Exercise materials |
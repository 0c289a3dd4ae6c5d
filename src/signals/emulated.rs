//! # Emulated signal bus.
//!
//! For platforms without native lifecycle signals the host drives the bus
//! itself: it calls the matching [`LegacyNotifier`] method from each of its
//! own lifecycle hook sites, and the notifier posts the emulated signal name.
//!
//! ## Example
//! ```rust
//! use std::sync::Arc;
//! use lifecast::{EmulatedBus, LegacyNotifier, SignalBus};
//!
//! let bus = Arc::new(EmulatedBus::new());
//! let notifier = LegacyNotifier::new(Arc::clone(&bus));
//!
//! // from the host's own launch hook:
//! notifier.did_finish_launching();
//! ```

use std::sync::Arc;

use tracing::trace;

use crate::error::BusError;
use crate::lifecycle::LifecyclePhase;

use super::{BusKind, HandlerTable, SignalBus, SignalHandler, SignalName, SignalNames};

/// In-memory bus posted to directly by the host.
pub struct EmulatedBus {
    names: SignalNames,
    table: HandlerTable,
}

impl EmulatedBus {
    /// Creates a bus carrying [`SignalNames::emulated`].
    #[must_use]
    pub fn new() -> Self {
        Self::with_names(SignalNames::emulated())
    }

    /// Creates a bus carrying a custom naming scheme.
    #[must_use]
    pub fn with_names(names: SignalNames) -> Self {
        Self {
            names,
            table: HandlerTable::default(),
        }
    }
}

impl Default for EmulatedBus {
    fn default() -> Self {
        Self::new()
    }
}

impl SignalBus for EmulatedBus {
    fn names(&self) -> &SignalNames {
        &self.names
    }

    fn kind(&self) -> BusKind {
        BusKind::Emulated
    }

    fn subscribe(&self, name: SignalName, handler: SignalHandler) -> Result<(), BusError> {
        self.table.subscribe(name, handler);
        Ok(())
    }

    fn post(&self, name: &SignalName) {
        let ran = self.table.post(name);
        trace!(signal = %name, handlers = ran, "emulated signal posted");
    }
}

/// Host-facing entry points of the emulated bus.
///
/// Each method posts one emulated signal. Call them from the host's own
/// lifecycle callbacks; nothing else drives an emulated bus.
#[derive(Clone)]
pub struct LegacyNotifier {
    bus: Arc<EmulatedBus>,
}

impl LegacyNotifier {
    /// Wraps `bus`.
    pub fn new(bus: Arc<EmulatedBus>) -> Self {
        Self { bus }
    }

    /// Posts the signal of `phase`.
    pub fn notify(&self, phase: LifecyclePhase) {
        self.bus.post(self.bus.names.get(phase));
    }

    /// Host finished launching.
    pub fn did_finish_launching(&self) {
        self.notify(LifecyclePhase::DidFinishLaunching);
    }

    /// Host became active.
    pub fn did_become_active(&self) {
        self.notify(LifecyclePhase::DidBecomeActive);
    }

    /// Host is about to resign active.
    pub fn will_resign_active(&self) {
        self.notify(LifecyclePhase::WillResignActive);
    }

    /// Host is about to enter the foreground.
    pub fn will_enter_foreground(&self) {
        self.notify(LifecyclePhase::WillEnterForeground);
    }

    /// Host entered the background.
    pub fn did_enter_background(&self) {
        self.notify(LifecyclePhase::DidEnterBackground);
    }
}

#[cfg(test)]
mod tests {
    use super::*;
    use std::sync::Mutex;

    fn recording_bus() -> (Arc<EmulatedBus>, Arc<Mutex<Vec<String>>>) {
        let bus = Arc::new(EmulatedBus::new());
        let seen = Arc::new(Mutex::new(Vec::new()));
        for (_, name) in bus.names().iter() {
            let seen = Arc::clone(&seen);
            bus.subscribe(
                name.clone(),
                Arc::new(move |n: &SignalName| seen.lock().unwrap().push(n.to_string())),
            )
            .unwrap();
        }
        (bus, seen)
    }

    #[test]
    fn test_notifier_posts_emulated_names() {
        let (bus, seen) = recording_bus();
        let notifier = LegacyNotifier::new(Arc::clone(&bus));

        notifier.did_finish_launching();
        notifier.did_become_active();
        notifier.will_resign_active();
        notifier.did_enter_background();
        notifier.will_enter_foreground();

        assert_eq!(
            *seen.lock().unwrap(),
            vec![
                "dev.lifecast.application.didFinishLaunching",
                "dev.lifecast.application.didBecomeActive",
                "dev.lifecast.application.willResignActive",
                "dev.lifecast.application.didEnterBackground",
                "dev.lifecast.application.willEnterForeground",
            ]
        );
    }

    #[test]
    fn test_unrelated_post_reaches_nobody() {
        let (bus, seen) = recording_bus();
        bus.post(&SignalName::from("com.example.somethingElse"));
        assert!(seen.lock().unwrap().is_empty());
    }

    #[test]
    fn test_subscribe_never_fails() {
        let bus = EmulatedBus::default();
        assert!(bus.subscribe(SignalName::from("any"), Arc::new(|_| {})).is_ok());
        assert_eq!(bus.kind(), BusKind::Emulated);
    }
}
==
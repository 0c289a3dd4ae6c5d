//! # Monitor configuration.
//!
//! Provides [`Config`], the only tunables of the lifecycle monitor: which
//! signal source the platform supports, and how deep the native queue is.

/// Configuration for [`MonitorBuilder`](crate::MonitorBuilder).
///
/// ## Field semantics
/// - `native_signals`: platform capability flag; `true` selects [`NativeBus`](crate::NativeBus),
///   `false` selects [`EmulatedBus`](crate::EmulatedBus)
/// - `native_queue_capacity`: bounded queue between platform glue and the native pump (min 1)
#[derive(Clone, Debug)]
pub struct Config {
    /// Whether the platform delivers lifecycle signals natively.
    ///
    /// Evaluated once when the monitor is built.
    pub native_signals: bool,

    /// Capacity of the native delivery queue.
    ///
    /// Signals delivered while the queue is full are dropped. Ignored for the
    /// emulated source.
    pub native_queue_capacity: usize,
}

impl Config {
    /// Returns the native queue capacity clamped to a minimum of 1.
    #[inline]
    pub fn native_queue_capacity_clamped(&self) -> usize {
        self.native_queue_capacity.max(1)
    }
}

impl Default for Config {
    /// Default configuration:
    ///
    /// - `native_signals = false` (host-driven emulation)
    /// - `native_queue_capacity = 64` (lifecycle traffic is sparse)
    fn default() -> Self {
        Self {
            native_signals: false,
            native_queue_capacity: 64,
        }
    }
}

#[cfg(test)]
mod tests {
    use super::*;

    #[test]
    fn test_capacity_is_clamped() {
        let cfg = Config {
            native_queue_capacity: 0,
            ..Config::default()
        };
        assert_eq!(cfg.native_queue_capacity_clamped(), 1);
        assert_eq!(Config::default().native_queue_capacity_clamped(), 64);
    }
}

Work to be completed |
Return only the number of lines above in which the string "SignalHandler" occurs.

Expected output |
2